John Barleycorn (1913)Edit

  • I am. I was. I am not. I never am.
    • Ch. I
  • There are, broadly speaking, two types of drinkers. There is the man whom we all know, stupid, unimaginative, whose brain is bitten numbly by numb maggots; who walks generously with wide-spread, tentative legs, falls frequently in the gutter, and who sees, in the extremity of his ecstasy, blue mice and pink elephants.... The other type of drinker has imagination, vision. Even when most pleasantly jingled he walks straight and naturally, never staggers nor falls, and knows just where he is and what he is doing. It is not his body but his brain that is drunken.
    • Ch.
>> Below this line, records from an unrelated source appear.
// =============================================================================
// Stochastic Oscillator (%K / %D)
// =============================================================================
//
// %K measures where the current close sits within the recent high/low range:
//   %K = (close - lowest_low) / (highest_high - lowest_low) * 100
//
// %D is a simple moving average of %K (smoothing period, default 3).

use crate::types::Bar;

#[derive(Debug, Clone, Copy)]
pub struct Stochastic {
    pub k: f64,
    pub d: f64,
}

/// Compute the most recent %K/%D pair from OHLC bars.
///
/// Returns `None` when there are fewer than `k_period + d_period - 1` bars,
/// or the high/low range is degenerate (zero width).
pub fn calculate_stochastic(bars: &[Bar], k_period: usize, d_period: usize) -> Option<Stochastic> {
    if k_period == 0 || d_period == 0 || bars.len() < k_period + d_period - 1 {
        return None;
    }

    let mut k_values = Vec::with_capacity(d_period);
    for end in (bars.len() - d_period + 1)..=bars.len() {
        let window = &bars[end - k_period..end];
        let highest = window.iter().map(|b| b.high).fold(f64::MIN, f64::max);
        let lowest = window.iter().map(|b| b.low).fold(f64::MAX, f64::min);
        let range = highest - lowest;
        let close = window.last()?.close;

        let k = if range == 0.0 {
            50.0
        } else {
            (close - lowest) / range * 100.0
        };
        if !k.is_finite() {
            return None;
        }
        k_values.push(k);
    }

    let d = k_values.iter().sum::<f64>() / k_values.len() as f64;
    let k = *k_values.last()?;

    Some(Stochastic { k, d })
}

#[cfg(test)]
mod tests {
    use super::*;

    fn bar(high: f64, low: f64, close: f64) -> Bar {
        Bar {
            start_ts: 0,
            open: close,
            high,
            low,
            close,
            volume: 1.0,
        }
    }

    #[test]
    fn insufficient_data_returns_none() {
        let bars = vec![bar(10.0, 9.0, 9.5); 3];
        assert!(calculate_stochastic(&bars, 14, 3).is_none());
    }

    #[test]
    fn close_at_high_gives_k_near_100() {
        let mut bars = vec![bar(100.0, 90.0, 95.0); 16];
        bars.push(bar(100.0, 90.0, 100.0));
        let result = calculate_stochastic(&bars, 14, 3).unwrap();
        assert!(result.k > 90.0, "expected %K near 100, got {}", result.k);
    }

    #[test]
    fn close_at_low_gives_k_near_0() {
        let mut bars = vec![bar(100.0, 90.0, 95.0); 16];
        bars.push(bar(100.0, 90.0, 90.0));
        let result = calculate_stochastic(&bars, 14, 3).unwrap();
        assert!(result.k < 10.0, "expected %K near 0, got {}", result.k);
    }

    #[test]
    fn flat_range_defaults_to_midpoint() {
        let bars = vec![bar(100.0, 100.0, 100.0); 20];
        let result = calculate_stochastic(&bars, 14, 3).unwrap();
        assert!((result.k - 50.0).abs() < 1e-9);
        assert!((result.d - 50.0).abs() < 1e-9);
    }

    #[test]
    fn k_and_d_in_range() {
        let bars: Vec<Bar> = (0..40)
            .map(|i| {
                let base = 100.0 + (i as f64 * 0.3).sin() * 10.0;
                bar(base + 2.0, base - 2.0, base)
            })
            .collect();
        let result = calculate_stochastic(&bars, 14, 3).unwrap();
        assert!((0.0..=100.0).contains(&result.k));
        assert!((0.0..=100.0).contains(&result.d));
    }
}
II
  • I was five years old the first time I got drunk.
    • Ch. III
  • Men do not knowingly drink for the effect alcohol produces on the body. What they drink for is the brain-effect; and if it must come through the body, so much the worse for the body.
    • Ch. V
  • The fortunate man is the one who cannot take more than a couple of drinks without becoming intoxicated. The unfortunate wight is the one who can take many glasses without betraying a sign; who must take numerous glasses in order to get the kick.